(Recorded data)
┌──
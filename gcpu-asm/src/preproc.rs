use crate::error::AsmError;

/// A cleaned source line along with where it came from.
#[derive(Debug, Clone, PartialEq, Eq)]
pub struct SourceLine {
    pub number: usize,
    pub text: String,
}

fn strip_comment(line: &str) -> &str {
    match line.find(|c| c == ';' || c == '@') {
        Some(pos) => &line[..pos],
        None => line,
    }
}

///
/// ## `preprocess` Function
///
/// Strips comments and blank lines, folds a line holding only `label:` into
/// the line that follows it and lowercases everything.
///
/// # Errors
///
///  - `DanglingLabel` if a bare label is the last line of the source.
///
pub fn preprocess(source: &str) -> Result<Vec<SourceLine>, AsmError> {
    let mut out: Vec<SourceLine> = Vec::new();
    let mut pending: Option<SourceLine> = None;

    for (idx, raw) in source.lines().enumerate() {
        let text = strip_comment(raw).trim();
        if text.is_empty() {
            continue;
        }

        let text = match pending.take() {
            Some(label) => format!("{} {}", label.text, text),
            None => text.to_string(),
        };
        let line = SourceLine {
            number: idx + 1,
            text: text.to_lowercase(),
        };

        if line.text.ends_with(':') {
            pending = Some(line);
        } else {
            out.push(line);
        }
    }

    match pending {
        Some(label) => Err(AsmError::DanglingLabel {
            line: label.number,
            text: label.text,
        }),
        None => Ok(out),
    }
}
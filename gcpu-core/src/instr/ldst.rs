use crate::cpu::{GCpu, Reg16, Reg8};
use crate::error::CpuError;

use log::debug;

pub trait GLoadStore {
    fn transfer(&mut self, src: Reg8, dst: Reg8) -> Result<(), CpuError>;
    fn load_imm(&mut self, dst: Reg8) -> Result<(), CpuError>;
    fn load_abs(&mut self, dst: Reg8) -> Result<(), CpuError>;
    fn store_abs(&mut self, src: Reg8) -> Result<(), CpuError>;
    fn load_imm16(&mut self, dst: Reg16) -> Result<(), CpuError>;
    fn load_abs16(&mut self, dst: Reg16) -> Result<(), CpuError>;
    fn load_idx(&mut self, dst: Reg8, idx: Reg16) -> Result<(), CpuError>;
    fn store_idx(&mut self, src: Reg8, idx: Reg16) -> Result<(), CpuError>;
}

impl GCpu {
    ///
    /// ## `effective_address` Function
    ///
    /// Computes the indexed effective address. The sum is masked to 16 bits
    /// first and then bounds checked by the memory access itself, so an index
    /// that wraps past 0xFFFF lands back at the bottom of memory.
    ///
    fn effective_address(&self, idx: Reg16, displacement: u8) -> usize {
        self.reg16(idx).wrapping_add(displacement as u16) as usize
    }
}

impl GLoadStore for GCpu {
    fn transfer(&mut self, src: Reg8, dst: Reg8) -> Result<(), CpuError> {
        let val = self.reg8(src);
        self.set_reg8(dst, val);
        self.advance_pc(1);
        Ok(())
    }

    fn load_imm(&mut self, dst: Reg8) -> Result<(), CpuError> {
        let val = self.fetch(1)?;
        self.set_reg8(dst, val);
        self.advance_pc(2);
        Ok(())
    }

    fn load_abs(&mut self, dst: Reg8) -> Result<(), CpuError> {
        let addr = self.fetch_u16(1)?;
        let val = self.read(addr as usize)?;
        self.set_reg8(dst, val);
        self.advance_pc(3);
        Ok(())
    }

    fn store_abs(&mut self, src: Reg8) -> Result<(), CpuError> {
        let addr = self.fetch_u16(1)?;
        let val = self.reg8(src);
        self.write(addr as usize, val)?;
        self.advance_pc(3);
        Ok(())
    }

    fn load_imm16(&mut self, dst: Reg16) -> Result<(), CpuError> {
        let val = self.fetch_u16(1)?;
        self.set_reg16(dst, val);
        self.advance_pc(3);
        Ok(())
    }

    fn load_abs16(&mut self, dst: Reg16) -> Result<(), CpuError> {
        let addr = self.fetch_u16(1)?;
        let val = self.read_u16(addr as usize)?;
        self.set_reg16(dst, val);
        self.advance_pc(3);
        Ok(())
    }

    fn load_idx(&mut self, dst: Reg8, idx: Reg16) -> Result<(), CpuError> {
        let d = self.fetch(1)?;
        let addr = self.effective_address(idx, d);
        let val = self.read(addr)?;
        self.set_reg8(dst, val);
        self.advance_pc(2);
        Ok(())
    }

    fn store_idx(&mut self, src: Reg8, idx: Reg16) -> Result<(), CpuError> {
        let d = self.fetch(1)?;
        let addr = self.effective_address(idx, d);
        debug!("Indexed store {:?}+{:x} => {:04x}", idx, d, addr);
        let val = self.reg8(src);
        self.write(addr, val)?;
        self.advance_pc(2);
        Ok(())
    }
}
└──
> YOUR OBJECTIVE
Make an exact transcription of the entries.

> ANSWER BOX
filename gcpu-asm/src/preproc.rs
use crate::error::AsmError;

/// A cleaned source line along with where it came from.
#[derive(Debug, Clone, PartialEq, Eq)]
pub struct SourceLine {
    pub number: usize,
    pub text: String,
}

fn strip_comment(line: &str) -> &str {
    match line.find(|c| c == ';' || c == '@') {
        Some(pos) => &line[..pos],
        None => line,
    }
}

///
/// ## `preprocess` Function
///
/// Strips comments and blank lines, folds a line holding only `label:` into
/// the line that follows it and lowercases everything.
///
/// # Errors
///
///  - `DanglingLabel` if a bare label is the last line of the source.
///
pub fn preprocess(source: &str) -> Result<Vec<SourceLine>, AsmError> {
    let mut out: Vec<SourceLine> = Vec::new();
    let mut pending: Option<SourceLine> = None;

    for (idx, raw) in source.lines().enumerate() {
        let text = strip_comment(raw).trim();
        if text.is_empty() {
            continue;
        }

        let text = match pending.take() {
            Some(label) => format!("{} {}", label.text, text),
            None => text.to_string(),
        };
        let line = SourceLine {
            number: idx + 1,
            text: text.to_lowercase(),
        };

        if line.text.ends_with(':') {
            pending = Some(line);
        } else {
            out.push(line);
        }
    }

    match pending {
        Some(label) => Err(AsmError::DanglingLabel {
            line: label.number,
            text: label.text,
        }),
        None => Ok(out),
    }
}
filename gcpu-core/src/instr/ldst.rs
use crate::cpu::{GCpu, Reg16, Reg8};
use crate::error::CpuError;

use log::debug;

pub trait GLoadStore {
    fn transfer(&mut self, src: Reg8, dst: Reg8) -> Result<(), CpuError>;
    fn load_imm(&mut self, dst: Reg8) -> Result<(), CpuError>;
    fn load_abs(&mut self, dst: Reg8) -> Result<(), CpuError>;
    fn store_abs(&mut self, src: Reg8) -> Result<(), CpuError>;
    fn load_imm16(&mut self, dst: Reg16) -> Result<(), CpuError>;
    fn load_abs16(&mut self, dst: Reg16) -> Result<(), CpuError>;
    fn load_idx(&mut self, dst: Reg8, idx: Reg16) -> Result<(), CpuError>;
    fn store_idx(&mut self, src: Reg8, idx: Reg16) -> Result<(), CpuError>;
}

impl GCpu {
    ///
    /// ## `effective_address` Function
    ///
    /// Computes the indexed effective address. The sum is masked to 16 bits
    /// first and then bounds checked by the memory access itself, so an index
    /// that wraps past 0xFFFF lands back at the bottom of memory.
    ///
    fn effective_address(&self, idx: Reg16, displacement: u8) -> usize {
        self.reg16(idx).wrapping_add(displacement as u16) as usize
    }
}

impl GLoadStore for GCpu {
    fn transfer(&mut self, src: Reg8, dst: Reg8) -> Result<(), CpuError> {
        let val = self.reg8(src);
        self.set_reg8(dst, val);
        self.advance_pc(1);
        Ok(())
    }

    fn load_imm(&mut self, dst: Reg8) -> Result<(), CpuError> {
        let val = self.fetch(1)?;
        self.set_reg8(dst, val);
        self.advance_pc(2);
        Ok(())
    }

    fn load_abs(&mut self, dst: Reg8) -> Result<(), CpuError> {
        let addr = self.fetch_u16(1)?;
        let val = self.read(addr as usize)?;
        self.set_reg8(dst, val);
        self.advance_pc(3);
        Ok(())
    }

    fn store_abs(&mut self, src: Reg8) -> Result<(), CpuError> {
        let addr = self.fetch_u16(1)?;
        let val = self.reg8(src);
        self.write(addr as usize, val)?;
        self.advance_pc(3);
        Ok(())
    }

    fn load_imm16(&mut self, dst: Reg16) -> Result<(), CpuError> {
        let val = self.fetch_u16(1)?;
        self.set_reg16(dst, val);
        self.advance_pc(3);
        Ok(())
    }

    fn load_abs16(&mut self, dst: Reg16) -> Result<(), CpuError> {
        let addr = self.fetch_u16(1)?;
        let val = self.read_u16(addr as usize)?;
        self.set_reg16(dst, val);
        self.advance_pc(3);
        Ok(())
    }

    fn load_idx(&mut self, dst: Reg8, idx: Reg16) -> Result<(), CpuError> {
        let d = self.fetch(1)?;
        let addr = self.effective_address(idx, d);
        let val = self.read(addr)?;
        self.set_reg8(dst, val);
        self.advance_pc(2);
        Ok(())
    }

    fn store_idx(&mut self, src: Reg8, idx: Reg16) -> Result<(), CpuError> {
        let d = self.fetch(1)?;
        let addr = self.effective_address(idx, d);
        debug!("Indexed store {:?}+{:x} => {:04x}", idx, d, addr);
        let val = self.reg8(src);
        self.write(addr, val)?;
        self.advance_pc(2);
        Ok(())
    }
}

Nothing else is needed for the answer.